During the engagement, about 3 P. M., my brother, General W. H. F. Lee, my commanding officer, was severely wounded. In a letter dated the 11th of the month, my father writes to my mother:
"...My supplications continue to ascend for you, my children, and my country. When I last wrote I did not suppose that Fitzhugh would be soon sent to the rear disabled, and I hope it will be for a short time. I saw him the night after the battle--indeed, met him on the field as they were bringing him from the front. He is young and healthy, and I trust will soon be up again. He seemed to be more concerned about his brave men and officers, who had fallen in the battle, than about himself...."

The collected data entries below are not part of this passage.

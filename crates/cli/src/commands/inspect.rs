// Copyright (c) 2025 Varshith Gudur. Licensed under AGPLv3.
use std::collections::BTreeMap;
use std::path::Path;

use trunk_kernel::config::ResourceConfig;
use trunk_kernel::verify::state_hash_hex;

use super::table;
use crate::engine::{ForensicLog, SourceKind};

pub fn run(path: &Path, cfg: &ResourceConfig) -> anyhow::Result<()> {
    let log = ForensicLog::load(path, cfg)?;
    let derivation = log.derive(cfg);
    let state = &derivation.state;

    println!("\nTrunk Log Report");
    println!("----------------");

    let mut summary = table(vec!["Property", "Value"]);
    summary.add_row(vec!["File".to_string(), log.path.display().to_string()]);
    match &log.kind {
        SourceKind::EventLog { pending } => {
            summary.add_row(vec!["Format".to_string(), "event log".to_string()]);
            summary.add_row(vec!["Pending upload".to_string(), pending.to_string()]);
        }
        SourceKind::Document { version } => {
            summary.add_row(vec!["Format".to_string(), format!("document v{version}")]);
            summary.add_row(vec!["Rejected records".to_string(), log.import_errors.len().to_string()]);
        }
    }
    if let Some(user) = &log.user_id {
        summary.add_row(vec!["User".to_string(), user.clone()]);
    }
    summary.add_row(vec!["Events".to_string(), log.events.len().to_string()]);
    if let (Some(first), Some(last)) = (log.events.iter().map(|e| e.timestamp).min(), log.events.iter().map(|e| e.timestamp).max()) {
        summary.add_row(vec!["Span".to_string(), format!("{} .. {}", first.to_rfc3339(), last.to_rfc3339())]);
    }
    summary.add_row(vec![
        "Soil".to_string(),
        format!("{:.2} available / {:.2} capacity", state.soil_available, state.soil_capacity),
    ]);
    summary.add_row(vec![
        "Sprouts".to_string(),
        format!(
            "{} total, {} active, {} completed",
            state.sprouts.len(),
            state.active_sprouts().count(),
            state.completed_sprouts().count()
        ),
    ]);
    summary.add_row(vec!["Leaves".to_string(), state.leaves.len().to_string()]);
    summary.add_row(vec!["Sun entries".to_string(), state.sun_entries.len().to_string()]);
    summary.add_row(vec!["Skipped events".to_string(), derivation.skipped.len().to_string()]);
    summary.add_row(vec!["State hash".to_string(), state_hash_hex(state)]);
    println!("{summary}\n");

    let mut by_kind: BTreeMap<&'static str, usize> = BTreeMap::new();
    for event in &log.events {
        *by_kind.entry(event.kind().as_str()).or_default() += 1;
    }
    let mut kinds = table(vec!["Event type", "Count"]);
    for (kind, count) in by_kind {
        kinds.add_row(vec![kind.to_string(), count.to_string()]);
    }
    println!("{kinds}\n");

    if let Err(e) = state.check_invariants() {
        anyhow::bail!("derived state violates an invariant: {e}");
    }
    Ok(())
}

It was decided, the next day, to send my brother to "Hickory Hill," the home of Mr. W. F. Wickham, in Hanover County, about twenty miles from Richmond, and I was put in charge of him to take him there and to be with him until his wound should heal. Thus it happened that I did not meet my father again until after Gettysburg had been fought, and the army had recrossed into Virginia, almost to the same place I had left it. My father wrote my brother a note the morning after he was wounded, before he left Culpeper. It shows his consideration and tenderness:
"My Dear Son: I send you a dispatch, received from C. last night. I hope you are comfortable this morning. I wish I could see you, but I cannot. Take care of yourself, and make haste and get well and return. Though I scarcely ever saw you, it was a great comfort to know that you were near and with me. I could think of you and hope to see you. May we yet meet in peace and happiness...."

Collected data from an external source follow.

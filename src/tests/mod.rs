// Copyright (c) 2025 Varshith Gudur. Licensed under AGPLv3.
pub mod support;
pub mod formula_tests;
pub mod e2e_tests;
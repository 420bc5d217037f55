// Copyright (c) 2025 Varshith Gudur. Licensed under AGPLv3.
//! Event Replay - Recovery of the local journal
//!
//! # Recovery Protocol
//! 1. Validate the header
//! 2. Decode frames in order, verifying each checksum
//! 3. Feed every record to a fresh journal
//!
//! # Invariants
//! - A frame cut short at the end of the file is a crash mid-write:
//!   recover everything before it and warn. The writer cuts the tail off
//!   before appending, so new frames never follow garbage
//! - A complete frame with a bad checksum or undecodable payload is
//!   corruption: fail closed
//! - Replaying the same file twice yields the same journal

use std::fs::File;
use std::io::{BufReader, Read};
use std::path::Path;
use thiserror::Error;

use super::event_journal::EventJournal;
use super::event_log::{EventLogHeader, LogEntry, FRAME_HEADER_SIZE, HEADER_SIZE};

#[derive(Error, Debug)]
pub enum ReplayError {
    #[error("IO error: {0}")]
    Io(#[from] std::io::Error),

    #[error("Event log header invalid")]
    InvalidHeader,

    #[error("Event log corrupted at offset {offset}")]
    Corrupted { offset: usize },

    #[error("Log entry at offset {offset} could not be decoded: {reason}")]
    Decode { offset: usize, reason: String },
}

pub type Result<T> = std::result::Result<T, ReplayError>;

fn read_u32(bytes: &[u8], at: usize) -> u32 {
    u32::from_le_bytes([bytes[at], bytes[at + 1], bytes[at + 2], bytes[at + 3]])
}

/// Complete records of a log plus where they end.
#[derive(Debug)]
pub struct ScannedLog {
    pub entries: Vec<LogEntry>,
    /// Offset just past the last complete frame. Anything beyond it is a torn tail.
    pub valid_len: u64,
    pub file_len: u64,
}

impl ScannedLog {
    pub fn torn_bytes(&self) -> u64 {
        self.file_len - self.valid_len
    }
}

/// Decodes every complete record of a log.
///
/// Offsets in errors are absolute file offsets.
pub fn scan_event_log(path: impl AsRef<Path>) -> Result<ScannedLog> {
    let file = File::open(path.as_ref())?;
    let mut reader = BufReader::new(file);

    let mut buffer = Vec::new();
    reader.read_to_end(&mut buffer)?;

    if buffer.is_empty() {
        return Ok(ScannedLog {
            entries: Vec::new(),
            valid_len: 0,
            file_len: 0,
        });
    }
    let header: [u8; HEADER_SIZE] = buffer
        .get(..HEADER_SIZE)
        .and_then(|h| h.try_into().ok())
        .ok_or(ReplayError::InvalidHeader)?;
    EventLogHeader::from_bytes(&header).ok_or(ReplayError::InvalidHeader)?;

    let mut entries = Vec::new();
    let mut offset = HEADER_SIZE;
    while offset < buffer.len() {
        let remaining = buffer.len() - offset;
        if remaining < FRAME_HEADER_SIZE {
            tracing::warn!("Ignoring incomplete frame header at end of log (offset {})", offset);
            break;
        }
        let len = read_u32(&buffer, offset) as usize;
        let crc = read_u32(&buffer, offset + 4);
        if remaining - FRAME_HEADER_SIZE < len {
            // Likely tail corruption from crash mid-write
            tracing::warn!(
                "Ignoring incomplete frame at end of log (offset {}, {} of {} bytes)",
                offset,
                remaining - FRAME_HEADER_SIZE,
                len
            );
            break;
        }

        let payload = &buffer[offset + FRAME_HEADER_SIZE..offset + FRAME_HEADER_SIZE + len];
        if crc32fast::hash(payload) != crc {
            return Err(ReplayError::Corrupted { offset });
        }
        let entry = serde_json::from_slice::<LogEntry>(payload).map_err(|e| ReplayError::Decode {
            offset,
            reason: e.to_string(),
        })?;
        entries.push(entry);
        offset += FRAME_HEADER_SIZE + len;
    }

    Ok(ScannedLog {
        entries,
        valid_len: offset as u64,
        file_len: buffer.len() as u64,
    })
}

pub fn read_event_log(path: impl AsRef<Path>) -> Result<Vec<LogEntry>> {
    Ok(scan_event_log(path)?.entries)
}

/// Rebuilds the journal from a log file. A missing file is an empty journal.
pub fn recover_journal(path: impl AsRef<Path>) -> Result<EventJournal> {
    Ok(recover(path)?.0)
}

/// Like [`recover_journal`], also returning the length of the intact prefix
/// so a writer can cut off a torn tail before appending.
pub(crate) fn recover(path: impl AsRef<Path>) -> Result<(EventJournal, u64)> {
    let path = path.as_ref();
    if !path.exists() {
        tracing::info!("No event log at {}, starting empty", path.display());
        return Ok((EventJournal::new(), 0));
    }

    let scanned = scan_event_log(path)?;
    let total = scanned.entries.len();
    let mut journal = EventJournal::new();
    let mut redundant = 0usize;
    for entry in scanned.entries {
        if !journal.apply_log_entry(entry) {
            redundant += 1;
        }
    }

    tracing::info!(
        "Recovered {} events ({} pending) from {} records in {}",
        journal.len(),
        journal.pending_len(),
        total,
        path.display()
    );
    if redundant > 0 {
        tracing::debug!("{} log records were redundant", redundant);
    }
    Ok((journal, scanned.valid_len))
}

In a letter to my brother's wife, written on the 11th, his love and concern for both of them are plainly shown:
"I am so grieved, my dear daughter, to send Fitzhugh to you wounded. But I am so grateful that his wound is of a character to give us full hope of a speedy recovery. With his youth and strength to aid him, and your tender care to nurse him, I trust he will soon be well again. I know that you will unite with me in thanks to Almighty God, who has so often sheltered him in the hour of danger, for his recent deliverance, and lift up your whole heart in praise to Him for sparing a life so dear to us, while enabling him to do his duty in the station in which he had placed him. Ask him to join us in supplication that He may always cover him with the shadow of His almighty arm, and teach him that his only refuge is in Him, the greatness of whose mercy reacheth unto the heavens, and His truth unto the clouds. As some good is always mixed with the evil in this world, you will now have him with you for a time, and I shall look to you to cure him soon and send him back to me...."

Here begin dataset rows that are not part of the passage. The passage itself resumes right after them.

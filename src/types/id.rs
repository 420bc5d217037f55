// Copyright (c) 2025 Varshith Gudur. Licensed under AGPLv3.
//! Identity types.
//!
//! All identities are opaque strings minted by clients. They are wrapped so a
//! sprout id can never be passed where a twig id is expected.

use core::fmt;
use serde::{Deserialize, Serialize};

macro_rules! string_id {
    ($(#[$meta:meta])* $name:ident) => {
        $(#[$meta])*
        #[derive(Clone, Debug, PartialEq, Eq, PartialOrd, Ord, Hash, Default, Serialize, Deserialize)]
        #[serde(transparent)]
        pub struct $name(pub String);

        impl $name {
            pub fn new(id: impl Into<String>) -> Self {
                Self(id.into())
            }

            pub fn as_str(&self) -> &str {
                &self.0
            }

            pub fn is_empty(&self) -> bool {
                self.0.trim().is_empty()
            }
        }

        impl fmt::Display for $name {
            fn fmt(&self, f: &mut fmt::Formatter<'_>) -> fmt::Result {
                f.write_str(&self.0)
            }
        }

        impl From<&str> for $name {
            fn from(s: &str) -> Self {
                Self(s.to_string())
            }
        }

        impl From<String> for $name {
            fn from(s: String) -> Self {
                Self(s)
            }
        }
    };
}

string_id!(
    /// A goal.
    SproutId
);
string_id!(
    /// A position on the tree; sprouts, leaves and sun entries hang off twigs.
    TwigId
);
string_id!(
    /// A saga grouping sprouts.
    LeafId
);
string_id!(
    /// Client-generated idempotency key of an event. Unique across devices.
    ClientId
);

My brother reached "Hickory Hill" quite comfortably, and his wound commenced to heal finely. His wife joined him, my mother and sisters came up from Richmond, and he had all the tender care he could wish. He occupied "the office" in the yard, while I slept in the room adjoining and became quite an expert nurse. About two weeks after our arrival, one lovely morning as we all came out from the breakfast table, stepping into the front porch with Mrs. Wickham, we were much surprised to hear to or three shots down in the direction of the outer gate, where there was a large grove of hickory trees. Mrs. Wickham said some one must be after her squirrels, as there were many in those woods and she asked me to run down and stop whoever was shooting them. I got my hat, and at once started off to do her bidding. I had not gone over a hundred yards toward the grove, when I saw, coming up at a gallop to the gate I was making for, five or six Federal cavalrymen. I knew what it meant at once, so I rushed back to the office and told my brother. He immediately understood the situation and directed me to get away--said I could do no good by staying, that the soldiers could not and would not hurt him, and there was nothing to be gained by my falling into their hands; but that, on the contrary, I might do a great deal of good by eluding them, making my way to "North Wales," a plantation across the Pamunkey River, and saving our horses.